> **Task to complete**:
Restate word for word the lines of the entries below, starting with the line that holds "filename tests/framing_properties.rs" and ending with the line that holds "let mut rig = orbit(fovy);", and no others.

> **Data in this exercise**:
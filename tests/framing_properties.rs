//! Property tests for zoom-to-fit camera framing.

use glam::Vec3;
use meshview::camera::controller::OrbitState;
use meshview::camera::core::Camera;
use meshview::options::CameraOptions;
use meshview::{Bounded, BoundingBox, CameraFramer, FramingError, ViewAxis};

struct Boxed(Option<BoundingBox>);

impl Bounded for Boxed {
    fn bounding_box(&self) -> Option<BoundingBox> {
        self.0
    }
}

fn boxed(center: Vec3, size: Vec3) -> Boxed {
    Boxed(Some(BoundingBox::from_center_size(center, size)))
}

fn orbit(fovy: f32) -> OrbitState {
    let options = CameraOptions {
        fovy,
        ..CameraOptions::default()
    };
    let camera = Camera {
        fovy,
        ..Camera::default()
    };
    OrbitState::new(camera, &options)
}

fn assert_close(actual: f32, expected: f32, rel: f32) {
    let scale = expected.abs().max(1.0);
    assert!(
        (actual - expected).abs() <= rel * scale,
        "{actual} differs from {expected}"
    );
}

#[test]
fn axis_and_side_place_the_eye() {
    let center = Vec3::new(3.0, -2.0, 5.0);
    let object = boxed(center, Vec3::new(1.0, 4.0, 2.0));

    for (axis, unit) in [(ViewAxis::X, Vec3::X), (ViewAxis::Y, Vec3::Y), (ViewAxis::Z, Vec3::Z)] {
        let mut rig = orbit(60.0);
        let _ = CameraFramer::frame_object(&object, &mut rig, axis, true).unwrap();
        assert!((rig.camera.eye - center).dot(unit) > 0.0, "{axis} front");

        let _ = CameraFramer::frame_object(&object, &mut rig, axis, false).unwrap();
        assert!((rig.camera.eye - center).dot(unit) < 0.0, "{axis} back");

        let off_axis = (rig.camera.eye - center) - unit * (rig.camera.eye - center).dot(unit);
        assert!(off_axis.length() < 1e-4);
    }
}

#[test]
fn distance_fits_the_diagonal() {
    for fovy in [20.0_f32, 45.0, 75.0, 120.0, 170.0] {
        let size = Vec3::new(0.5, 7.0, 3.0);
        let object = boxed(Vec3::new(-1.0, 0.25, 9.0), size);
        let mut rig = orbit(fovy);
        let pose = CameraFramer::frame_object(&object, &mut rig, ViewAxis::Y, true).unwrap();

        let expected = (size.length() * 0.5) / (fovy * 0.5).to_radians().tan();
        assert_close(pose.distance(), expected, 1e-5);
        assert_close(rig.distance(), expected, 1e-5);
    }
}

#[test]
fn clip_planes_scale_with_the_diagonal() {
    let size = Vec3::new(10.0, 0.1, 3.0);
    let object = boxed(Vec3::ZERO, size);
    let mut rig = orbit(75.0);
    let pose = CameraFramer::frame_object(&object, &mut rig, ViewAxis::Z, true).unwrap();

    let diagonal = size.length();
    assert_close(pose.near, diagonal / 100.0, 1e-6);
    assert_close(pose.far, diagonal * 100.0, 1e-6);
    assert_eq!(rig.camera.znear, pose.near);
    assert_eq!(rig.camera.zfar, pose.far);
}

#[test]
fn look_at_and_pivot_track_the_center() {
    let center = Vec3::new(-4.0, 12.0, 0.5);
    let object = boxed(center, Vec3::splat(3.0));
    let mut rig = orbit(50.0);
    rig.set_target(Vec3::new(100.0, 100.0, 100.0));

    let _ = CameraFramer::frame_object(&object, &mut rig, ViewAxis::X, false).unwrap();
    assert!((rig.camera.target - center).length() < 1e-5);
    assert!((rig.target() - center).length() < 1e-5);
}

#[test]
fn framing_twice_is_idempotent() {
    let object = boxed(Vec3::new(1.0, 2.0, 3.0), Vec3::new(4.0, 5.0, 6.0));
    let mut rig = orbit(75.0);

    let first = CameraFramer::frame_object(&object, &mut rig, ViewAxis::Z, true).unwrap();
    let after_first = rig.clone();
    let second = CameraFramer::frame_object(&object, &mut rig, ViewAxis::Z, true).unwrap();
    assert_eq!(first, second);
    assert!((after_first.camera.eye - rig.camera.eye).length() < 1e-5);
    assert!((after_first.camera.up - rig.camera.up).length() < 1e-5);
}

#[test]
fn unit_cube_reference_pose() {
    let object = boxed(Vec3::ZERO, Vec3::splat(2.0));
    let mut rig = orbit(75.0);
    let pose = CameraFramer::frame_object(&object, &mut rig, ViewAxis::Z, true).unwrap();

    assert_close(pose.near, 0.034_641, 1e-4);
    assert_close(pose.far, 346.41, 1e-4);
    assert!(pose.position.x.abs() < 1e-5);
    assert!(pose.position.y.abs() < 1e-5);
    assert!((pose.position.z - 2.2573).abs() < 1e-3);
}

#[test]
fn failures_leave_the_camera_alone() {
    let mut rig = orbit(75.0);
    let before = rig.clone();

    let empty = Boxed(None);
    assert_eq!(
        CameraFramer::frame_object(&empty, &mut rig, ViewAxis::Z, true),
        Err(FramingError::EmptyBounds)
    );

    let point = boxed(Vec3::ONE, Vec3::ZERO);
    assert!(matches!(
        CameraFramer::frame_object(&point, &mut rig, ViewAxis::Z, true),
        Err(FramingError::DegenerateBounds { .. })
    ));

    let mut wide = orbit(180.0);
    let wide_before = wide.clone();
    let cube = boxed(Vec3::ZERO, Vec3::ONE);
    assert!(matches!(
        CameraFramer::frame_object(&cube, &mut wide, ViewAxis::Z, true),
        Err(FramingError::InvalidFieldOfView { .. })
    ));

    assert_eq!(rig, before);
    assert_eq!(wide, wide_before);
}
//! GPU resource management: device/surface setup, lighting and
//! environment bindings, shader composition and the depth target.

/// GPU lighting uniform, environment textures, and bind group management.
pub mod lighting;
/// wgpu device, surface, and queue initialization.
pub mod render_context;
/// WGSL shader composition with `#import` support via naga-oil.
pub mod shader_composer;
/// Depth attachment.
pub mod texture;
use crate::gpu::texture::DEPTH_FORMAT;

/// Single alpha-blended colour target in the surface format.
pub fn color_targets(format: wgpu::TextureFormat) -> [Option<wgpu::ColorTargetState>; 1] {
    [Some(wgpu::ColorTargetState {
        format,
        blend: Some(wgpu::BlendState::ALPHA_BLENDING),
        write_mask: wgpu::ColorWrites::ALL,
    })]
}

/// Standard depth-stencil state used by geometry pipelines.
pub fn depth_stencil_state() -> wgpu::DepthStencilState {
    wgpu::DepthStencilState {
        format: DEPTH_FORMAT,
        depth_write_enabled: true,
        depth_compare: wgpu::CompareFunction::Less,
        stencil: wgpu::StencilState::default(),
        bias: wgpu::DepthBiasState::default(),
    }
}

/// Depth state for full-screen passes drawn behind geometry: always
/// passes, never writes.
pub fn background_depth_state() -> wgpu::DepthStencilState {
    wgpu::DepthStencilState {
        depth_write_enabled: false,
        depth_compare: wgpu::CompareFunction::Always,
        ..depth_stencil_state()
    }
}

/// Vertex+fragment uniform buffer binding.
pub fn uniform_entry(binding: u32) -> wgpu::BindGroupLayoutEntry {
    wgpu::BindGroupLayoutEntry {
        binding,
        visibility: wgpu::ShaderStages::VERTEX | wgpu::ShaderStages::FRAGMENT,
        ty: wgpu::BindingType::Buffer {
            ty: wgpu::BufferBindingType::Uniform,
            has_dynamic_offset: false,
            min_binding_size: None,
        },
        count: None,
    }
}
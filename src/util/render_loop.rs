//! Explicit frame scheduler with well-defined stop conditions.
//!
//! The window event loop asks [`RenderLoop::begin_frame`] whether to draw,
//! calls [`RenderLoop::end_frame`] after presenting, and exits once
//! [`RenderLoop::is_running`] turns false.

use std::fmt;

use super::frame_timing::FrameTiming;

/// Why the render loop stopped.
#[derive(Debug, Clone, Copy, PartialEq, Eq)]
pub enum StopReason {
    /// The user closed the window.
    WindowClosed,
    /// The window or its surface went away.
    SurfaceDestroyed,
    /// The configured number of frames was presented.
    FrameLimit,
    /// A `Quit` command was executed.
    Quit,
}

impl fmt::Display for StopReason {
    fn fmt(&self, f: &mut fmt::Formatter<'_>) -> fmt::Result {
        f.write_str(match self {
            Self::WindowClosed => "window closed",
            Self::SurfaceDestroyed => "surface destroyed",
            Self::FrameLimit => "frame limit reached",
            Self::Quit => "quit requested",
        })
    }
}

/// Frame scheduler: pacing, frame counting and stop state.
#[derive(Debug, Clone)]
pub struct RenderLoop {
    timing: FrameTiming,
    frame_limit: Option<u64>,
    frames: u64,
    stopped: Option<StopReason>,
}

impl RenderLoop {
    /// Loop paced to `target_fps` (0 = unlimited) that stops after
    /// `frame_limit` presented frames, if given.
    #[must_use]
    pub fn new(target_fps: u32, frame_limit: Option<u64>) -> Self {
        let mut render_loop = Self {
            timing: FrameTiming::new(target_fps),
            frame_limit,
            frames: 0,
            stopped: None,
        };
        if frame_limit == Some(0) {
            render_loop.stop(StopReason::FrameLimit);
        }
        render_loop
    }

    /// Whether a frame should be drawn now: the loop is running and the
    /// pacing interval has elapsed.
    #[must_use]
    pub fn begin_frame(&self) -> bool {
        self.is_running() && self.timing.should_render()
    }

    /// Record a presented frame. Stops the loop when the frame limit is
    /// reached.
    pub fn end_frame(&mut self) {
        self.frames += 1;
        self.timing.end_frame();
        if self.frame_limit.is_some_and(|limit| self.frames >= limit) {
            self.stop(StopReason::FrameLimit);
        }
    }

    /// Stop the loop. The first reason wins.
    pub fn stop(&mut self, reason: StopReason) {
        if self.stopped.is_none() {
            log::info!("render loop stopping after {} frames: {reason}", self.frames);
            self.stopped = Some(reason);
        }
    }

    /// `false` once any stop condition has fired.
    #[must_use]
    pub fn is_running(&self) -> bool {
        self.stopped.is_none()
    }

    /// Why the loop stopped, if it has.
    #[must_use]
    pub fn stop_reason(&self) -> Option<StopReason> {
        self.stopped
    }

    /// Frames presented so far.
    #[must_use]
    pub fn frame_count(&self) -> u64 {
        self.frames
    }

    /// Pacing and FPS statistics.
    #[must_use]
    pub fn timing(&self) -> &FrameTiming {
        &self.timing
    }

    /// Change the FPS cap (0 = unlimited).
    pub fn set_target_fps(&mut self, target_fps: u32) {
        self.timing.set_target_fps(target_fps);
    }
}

--

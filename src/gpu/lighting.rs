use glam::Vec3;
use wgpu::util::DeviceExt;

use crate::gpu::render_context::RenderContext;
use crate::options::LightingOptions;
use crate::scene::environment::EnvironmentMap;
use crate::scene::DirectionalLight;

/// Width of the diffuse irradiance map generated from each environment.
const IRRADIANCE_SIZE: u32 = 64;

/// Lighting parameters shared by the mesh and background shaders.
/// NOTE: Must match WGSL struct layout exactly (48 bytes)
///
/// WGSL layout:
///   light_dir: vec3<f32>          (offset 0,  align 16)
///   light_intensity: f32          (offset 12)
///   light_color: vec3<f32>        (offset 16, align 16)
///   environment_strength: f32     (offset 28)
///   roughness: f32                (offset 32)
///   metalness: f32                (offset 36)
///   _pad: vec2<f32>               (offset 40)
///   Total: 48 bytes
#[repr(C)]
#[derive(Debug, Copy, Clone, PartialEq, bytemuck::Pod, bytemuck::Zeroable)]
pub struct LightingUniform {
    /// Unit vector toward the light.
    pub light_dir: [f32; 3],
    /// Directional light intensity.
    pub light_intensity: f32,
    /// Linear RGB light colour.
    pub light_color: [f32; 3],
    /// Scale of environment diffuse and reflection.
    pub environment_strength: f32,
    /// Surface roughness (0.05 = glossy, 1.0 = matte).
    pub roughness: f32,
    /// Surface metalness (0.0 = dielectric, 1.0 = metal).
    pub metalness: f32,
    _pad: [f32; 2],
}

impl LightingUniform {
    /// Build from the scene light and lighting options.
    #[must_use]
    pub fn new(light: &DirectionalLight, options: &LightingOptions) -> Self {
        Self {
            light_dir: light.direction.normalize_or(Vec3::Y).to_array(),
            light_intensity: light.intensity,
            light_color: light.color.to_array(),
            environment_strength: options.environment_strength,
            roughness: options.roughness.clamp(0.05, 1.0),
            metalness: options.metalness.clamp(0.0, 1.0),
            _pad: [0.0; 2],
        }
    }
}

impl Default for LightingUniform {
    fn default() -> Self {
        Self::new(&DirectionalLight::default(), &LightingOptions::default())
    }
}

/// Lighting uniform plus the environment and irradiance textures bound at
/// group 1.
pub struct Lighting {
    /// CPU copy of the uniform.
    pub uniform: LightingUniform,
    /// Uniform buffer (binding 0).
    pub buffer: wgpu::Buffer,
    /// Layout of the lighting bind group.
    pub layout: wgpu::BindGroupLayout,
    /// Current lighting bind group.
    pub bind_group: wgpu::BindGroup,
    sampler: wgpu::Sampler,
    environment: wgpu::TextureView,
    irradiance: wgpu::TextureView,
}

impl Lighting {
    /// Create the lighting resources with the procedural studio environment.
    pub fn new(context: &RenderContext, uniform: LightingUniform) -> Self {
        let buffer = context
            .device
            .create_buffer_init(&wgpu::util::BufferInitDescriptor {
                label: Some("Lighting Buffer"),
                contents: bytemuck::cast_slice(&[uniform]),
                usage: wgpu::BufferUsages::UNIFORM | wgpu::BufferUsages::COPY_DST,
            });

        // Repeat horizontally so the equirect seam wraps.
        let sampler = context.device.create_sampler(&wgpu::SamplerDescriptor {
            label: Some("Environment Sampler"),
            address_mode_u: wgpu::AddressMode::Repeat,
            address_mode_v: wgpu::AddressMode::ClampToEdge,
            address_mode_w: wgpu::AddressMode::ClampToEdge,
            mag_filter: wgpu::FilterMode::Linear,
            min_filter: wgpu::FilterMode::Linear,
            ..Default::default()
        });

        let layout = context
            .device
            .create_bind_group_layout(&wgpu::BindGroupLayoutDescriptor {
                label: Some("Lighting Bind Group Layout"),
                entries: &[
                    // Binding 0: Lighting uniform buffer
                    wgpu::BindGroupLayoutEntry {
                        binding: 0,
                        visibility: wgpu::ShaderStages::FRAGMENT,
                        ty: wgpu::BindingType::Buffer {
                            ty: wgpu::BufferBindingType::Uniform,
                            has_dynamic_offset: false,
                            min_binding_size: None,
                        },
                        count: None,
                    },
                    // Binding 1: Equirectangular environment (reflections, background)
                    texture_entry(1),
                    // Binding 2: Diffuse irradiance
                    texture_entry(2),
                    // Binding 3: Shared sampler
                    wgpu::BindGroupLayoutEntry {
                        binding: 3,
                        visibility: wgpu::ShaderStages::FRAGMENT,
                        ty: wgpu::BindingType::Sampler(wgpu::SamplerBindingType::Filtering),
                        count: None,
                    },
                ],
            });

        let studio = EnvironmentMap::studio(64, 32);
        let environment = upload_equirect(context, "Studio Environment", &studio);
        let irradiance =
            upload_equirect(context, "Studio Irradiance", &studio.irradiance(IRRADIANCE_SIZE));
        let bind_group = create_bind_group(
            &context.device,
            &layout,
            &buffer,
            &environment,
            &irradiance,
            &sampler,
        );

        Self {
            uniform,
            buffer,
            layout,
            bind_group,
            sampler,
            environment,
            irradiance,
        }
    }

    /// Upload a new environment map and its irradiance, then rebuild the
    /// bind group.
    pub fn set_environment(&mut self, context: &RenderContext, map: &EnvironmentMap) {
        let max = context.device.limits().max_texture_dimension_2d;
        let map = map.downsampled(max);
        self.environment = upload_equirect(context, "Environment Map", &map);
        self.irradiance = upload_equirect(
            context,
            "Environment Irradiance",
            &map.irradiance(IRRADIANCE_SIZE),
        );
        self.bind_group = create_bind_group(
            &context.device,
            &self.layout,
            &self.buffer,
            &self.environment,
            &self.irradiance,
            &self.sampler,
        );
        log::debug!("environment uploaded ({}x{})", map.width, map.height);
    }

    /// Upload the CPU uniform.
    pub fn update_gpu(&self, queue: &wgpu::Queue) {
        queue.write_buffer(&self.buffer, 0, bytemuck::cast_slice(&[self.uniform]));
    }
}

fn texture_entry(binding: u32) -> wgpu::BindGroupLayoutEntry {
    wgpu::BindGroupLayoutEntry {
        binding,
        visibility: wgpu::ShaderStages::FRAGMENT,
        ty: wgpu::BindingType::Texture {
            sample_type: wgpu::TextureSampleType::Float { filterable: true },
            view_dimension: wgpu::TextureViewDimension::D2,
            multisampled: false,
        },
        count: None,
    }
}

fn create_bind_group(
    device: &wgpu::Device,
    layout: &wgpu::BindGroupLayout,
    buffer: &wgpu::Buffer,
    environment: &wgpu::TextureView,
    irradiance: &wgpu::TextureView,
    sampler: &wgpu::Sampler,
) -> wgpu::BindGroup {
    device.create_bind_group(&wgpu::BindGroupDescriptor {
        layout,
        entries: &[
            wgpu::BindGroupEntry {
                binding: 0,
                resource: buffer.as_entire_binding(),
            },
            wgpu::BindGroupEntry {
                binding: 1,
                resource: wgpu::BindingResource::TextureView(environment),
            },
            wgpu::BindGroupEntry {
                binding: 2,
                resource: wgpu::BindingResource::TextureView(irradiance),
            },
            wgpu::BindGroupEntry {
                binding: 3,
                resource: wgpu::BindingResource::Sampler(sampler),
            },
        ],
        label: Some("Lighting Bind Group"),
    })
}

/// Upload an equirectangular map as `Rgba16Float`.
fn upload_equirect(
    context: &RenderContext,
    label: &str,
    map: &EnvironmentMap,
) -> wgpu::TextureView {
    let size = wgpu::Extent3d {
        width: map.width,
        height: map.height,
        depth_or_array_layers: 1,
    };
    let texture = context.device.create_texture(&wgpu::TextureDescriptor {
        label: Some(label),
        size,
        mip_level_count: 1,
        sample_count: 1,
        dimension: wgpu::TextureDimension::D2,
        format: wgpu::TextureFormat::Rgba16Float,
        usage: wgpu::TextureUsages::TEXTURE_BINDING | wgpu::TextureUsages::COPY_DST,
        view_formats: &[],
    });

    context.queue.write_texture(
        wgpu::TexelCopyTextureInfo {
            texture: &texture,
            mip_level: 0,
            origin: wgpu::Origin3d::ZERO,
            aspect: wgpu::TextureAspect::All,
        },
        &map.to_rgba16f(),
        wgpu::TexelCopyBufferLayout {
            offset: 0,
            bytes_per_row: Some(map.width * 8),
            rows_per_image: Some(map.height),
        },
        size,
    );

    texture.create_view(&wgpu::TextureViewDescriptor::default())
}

> **Your response**:
filename tests/framing_properties.rs
//! Property tests for zoom-to-fit camera framing.

use glam::Vec3;
use meshview::camera::controller::OrbitState;
use meshview::camera::core::Camera;
use meshview::options::CameraOptions;
use meshview::{Bounded, BoundingBox, CameraFramer, FramingError, ViewAxis};

struct Boxed(Option<BoundingBox>);

impl Bounded for Boxed {
    fn bounding_box(&self) -> Option<BoundingBox> {
        self.0
    }
}

fn boxed(center: Vec3, size: Vec3) -> Boxed {
    Boxed(Some(BoundingBox::from_center_size(center, size)))
}

fn orbit(fovy: f32) -> OrbitState {
    let options = CameraOptions {
        fovy,
        ..CameraOptions::default()
    };
    let camera = Camera {
        fovy,
        ..Camera::default()
    };
    OrbitState::new(camera, &options)
}

fn assert_close(actual: f32, expected: f32, rel: f32) {
    let scale = expected.abs().max(1.0);
    assert!(
        (actual - expected).abs() <= rel * scale,
        "{actual} differs from {expected}"
    );
}

#[test]
fn axis_and_side_place_the_eye() {
    let center = Vec3::new(3.0, -2.0, 5.0);
    let object = boxed(center, Vec3::new(1.0, 4.0, 2.0));

    for (axis, unit) in [(ViewAxis::X, Vec3::X), (ViewAxis::Y, Vec3::Y), (ViewAxis::Z, Vec3::Z)] {
        let mut rig = orbit(60.0);
        let _ = CameraFramer::frame_object(&object, &mut rig, axis, true).unwrap();
        assert!((rig.camera.eye - center).dot(unit) > 0.0, "{axis} front");

        let _ = CameraFramer::frame_object(&object, &mut rig, axis, false).unwrap();
        assert!((rig.camera.eye - center).dot(unit) < 0.0, "{axis} back");

        let off_axis = (rig.camera.eye - center) - unit * (rig.camera.eye - center).dot(unit);
        assert!(off_axis.length() < 1e-4);
    }
}

#[test]
fn distance_fits_the_diagonal() {
    for fovy in [20.0_f32, 45.0, 75.0, 120.0, 170.0] {
        let size = Vec3::new(0.5, 7.0, 3.0);
        let object = boxed(Vec3::new(-1.0, 0.25, 9.0), size);
        let mut rig = orbit(fovy);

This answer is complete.